▸ **Data under study**:
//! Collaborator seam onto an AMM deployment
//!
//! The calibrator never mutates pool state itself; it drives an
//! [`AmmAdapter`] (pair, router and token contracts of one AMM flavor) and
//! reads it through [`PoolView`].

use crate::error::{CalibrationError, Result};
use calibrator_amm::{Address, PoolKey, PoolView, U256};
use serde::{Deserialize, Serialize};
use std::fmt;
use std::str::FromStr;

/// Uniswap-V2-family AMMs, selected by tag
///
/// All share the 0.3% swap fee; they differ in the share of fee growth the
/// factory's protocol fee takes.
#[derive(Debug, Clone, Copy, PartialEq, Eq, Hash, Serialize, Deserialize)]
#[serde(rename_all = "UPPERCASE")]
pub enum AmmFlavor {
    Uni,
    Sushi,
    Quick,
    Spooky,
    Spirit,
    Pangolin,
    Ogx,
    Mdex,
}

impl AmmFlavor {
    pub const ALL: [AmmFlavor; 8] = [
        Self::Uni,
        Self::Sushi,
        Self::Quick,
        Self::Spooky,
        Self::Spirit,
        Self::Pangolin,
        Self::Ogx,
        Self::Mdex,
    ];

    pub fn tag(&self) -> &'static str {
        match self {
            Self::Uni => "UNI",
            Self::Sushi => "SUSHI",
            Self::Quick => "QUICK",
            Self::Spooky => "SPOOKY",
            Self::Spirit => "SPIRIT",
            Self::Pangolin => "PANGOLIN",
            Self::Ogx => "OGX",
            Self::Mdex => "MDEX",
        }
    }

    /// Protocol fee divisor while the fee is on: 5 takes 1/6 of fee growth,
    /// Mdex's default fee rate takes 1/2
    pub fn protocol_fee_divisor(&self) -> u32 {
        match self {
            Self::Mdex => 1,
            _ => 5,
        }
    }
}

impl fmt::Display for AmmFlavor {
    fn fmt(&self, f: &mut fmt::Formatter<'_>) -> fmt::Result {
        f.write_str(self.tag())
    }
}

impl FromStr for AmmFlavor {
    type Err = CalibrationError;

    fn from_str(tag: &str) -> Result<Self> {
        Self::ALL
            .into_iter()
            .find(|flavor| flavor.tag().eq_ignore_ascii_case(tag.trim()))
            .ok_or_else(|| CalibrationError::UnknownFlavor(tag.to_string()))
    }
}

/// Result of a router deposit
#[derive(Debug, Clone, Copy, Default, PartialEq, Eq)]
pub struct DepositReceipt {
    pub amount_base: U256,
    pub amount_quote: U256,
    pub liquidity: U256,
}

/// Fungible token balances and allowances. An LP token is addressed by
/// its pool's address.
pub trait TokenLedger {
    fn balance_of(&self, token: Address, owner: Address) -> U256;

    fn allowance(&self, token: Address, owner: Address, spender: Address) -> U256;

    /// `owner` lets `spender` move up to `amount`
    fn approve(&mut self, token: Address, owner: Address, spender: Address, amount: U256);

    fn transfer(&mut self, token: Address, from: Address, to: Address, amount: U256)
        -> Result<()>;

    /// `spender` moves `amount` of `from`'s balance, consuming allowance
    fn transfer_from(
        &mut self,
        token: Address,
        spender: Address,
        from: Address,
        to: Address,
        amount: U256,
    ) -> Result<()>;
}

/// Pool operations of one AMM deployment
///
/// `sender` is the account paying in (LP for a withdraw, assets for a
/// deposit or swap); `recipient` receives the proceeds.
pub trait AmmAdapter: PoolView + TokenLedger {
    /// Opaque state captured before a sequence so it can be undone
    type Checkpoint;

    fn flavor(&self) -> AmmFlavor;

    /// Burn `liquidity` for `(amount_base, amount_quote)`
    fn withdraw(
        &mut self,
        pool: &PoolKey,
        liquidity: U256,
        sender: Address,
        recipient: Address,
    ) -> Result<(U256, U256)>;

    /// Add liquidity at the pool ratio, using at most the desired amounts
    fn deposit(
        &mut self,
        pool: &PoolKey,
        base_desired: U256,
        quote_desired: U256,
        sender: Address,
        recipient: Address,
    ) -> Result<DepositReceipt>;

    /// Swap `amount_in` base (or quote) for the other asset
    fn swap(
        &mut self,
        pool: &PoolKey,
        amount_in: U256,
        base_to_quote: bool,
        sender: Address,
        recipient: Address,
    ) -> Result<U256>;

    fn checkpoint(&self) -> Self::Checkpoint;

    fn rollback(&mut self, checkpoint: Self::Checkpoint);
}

▸ **Directions for this task**: Set all of the material down once more, unchanged.

▸ **Finished task**:
//! Collaborator seam onto an AMM deployment
//!
//! The calibrator never mutates pool state itself; it drives an
//! [`AmmAdapter`] (pair, router and token contracts of one AMM flavor) and
//! reads it through [`PoolView`].

use crate::error::{CalibrationError, Result};
use calibrator_amm::{Address, PoolKey, PoolView, U256};
use serde::{Deserialize, Serialize};
use std::fmt;
use std::str::FromStr;

/// Uniswap-V2-family AMMs, selected by tag
///
/// All share the 0.3% swap fee; they differ in the share of fee growth the
/// factory's protocol fee takes.
#[derive(Debug, Clone, Copy, PartialEq, Eq, Hash, Serialize, Deserialize)]
#[serde(rename_all = "UPPERCASE")]
pub enum AmmFlavor {
    Uni,
    Sushi,
    Quick,
    Spooky,
    Spirit,
    Pangolin,
    Ogx,
    Mdex,
}

impl AmmFlavor {
    pub const ALL: [AmmFlavor; 8] = [
        Self::Uni,
        Self::Sushi,
        Self::Quick,
        Self::Spooky,
        Self::Spirit,
        Self::Pangolin,
        Self::Ogx,
        Self::Mdex,
    ];

    pub fn tag(&self) -> &'static str {
        match self {
            Self::Uni => "UNI",
            Self::Sushi => "SUSHI",
            Self::Quick => "QUICK",
            Self::Spooky => "SPOOKY",
            Self::Spirit => "SPIRIT",
            Self::Pangolin => "PANGOLIN",
            Self::Ogx => "OGX",
            Self::Mdex => "MDEX",
        }
    }

    /// Protocol fee divisor while the fee is on: 5 takes 1/6 of fee growth,
    /// Mdex's default fee rate takes 1/2
    pub fn protocol_fee_divisor(&self) -> u32 {
        match self {
            Self::Mdex => 1,
            _ => 5,
        }
    }
}

impl fmt::Display for AmmFlavor {
    fn fmt(&self, f: &mut fmt::Formatter<'_>) -> fmt::Result {
        f.write_str(self.tag())
    }
}

impl FromStr for AmmFlavor {
    type Err = CalibrationError;

    fn from_str(tag: &str) -> Result<Self> {
        Self::ALL
            .into_iter()
            .find(|flavor| flavor.tag().eq_ignore_ascii_case(tag.trim()))
            .ok_or_else(|| CalibrationError::UnknownFlavor(tag.to_string()))
    }
}

/// Result of a router deposit
#[derive(Debug, Clone, Copy, Default, PartialEq, Eq)]
pub struct DepositReceipt {
    pub amount_base: U256,
    pub amount_quote: U256,
    pub liquidity: U256,
}

/// Fungible token balances and allowances. An LP token is addressed by
/// its pool's address.
pub trait TokenLedger {
    fn balance_of(&self, token: Address, owner: Address) -> U256;

    fn allowance(&self, token: Address, owner: Address, spender: Address) -> U256;

    /// `owner` lets `spender` move up to `amount`
    fn approve(&mut self, token: Address, owner: Address, spender: Address, amount: U256);

    fn transfer(&mut self, token: Address, from: Address, to: Address, amount: U256)
        -> Result<()>;

    /// `spender` moves `amount` of `from`'s balance, consuming allowance
    fn transfer_from(
        &mut self,
        token: Address,
        spender: Address,
        from: Address,
        to: Address,
        amount: U256,
    ) -> Result<()>;
}

/// Pool operations of one AMM deployment
///
/// `sender` is the account paying in (LP for a withdraw, assets for a
/// deposit or swap); `recipient` receives the proceeds.
pub trait AmmAdapter: PoolView + TokenLedger {
    /// Opaque state captured before a sequence so it can be undone
    type Checkpoint;

    fn flavor(&self) -> AmmFlavor;

    /// Burn `liquidity` for `(amount_base, amount_quote)`
    fn withdraw(
        &mut self,
        pool: &PoolKey,
        liquidity: U256,
        sender: Address,
        recipient: Address,
    ) -> Result<(U256, U256)>;

    /// Add liquidity at the pool ratio, using at most the desired amounts
    fn deposit(
        &mut self,
        pool: &PoolKey,
        base_desired: U256,
        quote_desired: U256,
        sender: Address,
        recipient: Address,
    ) -> Result<DepositReceipt>;

    /// Swap `amount_in` base (or quote) for the other asset
    fn swap(
        &mut self,
        pool: &PoolKey,
        amount_in: U256,
        base_to_quote: bool,
        sender: Address,
        recipient: Address,
    ) -> Result<U256>;

    fn checkpoint(&self) -> Self::Checkpoint;

    fn rollback(&mut self, checkpoint: Self::Checkpoint);
}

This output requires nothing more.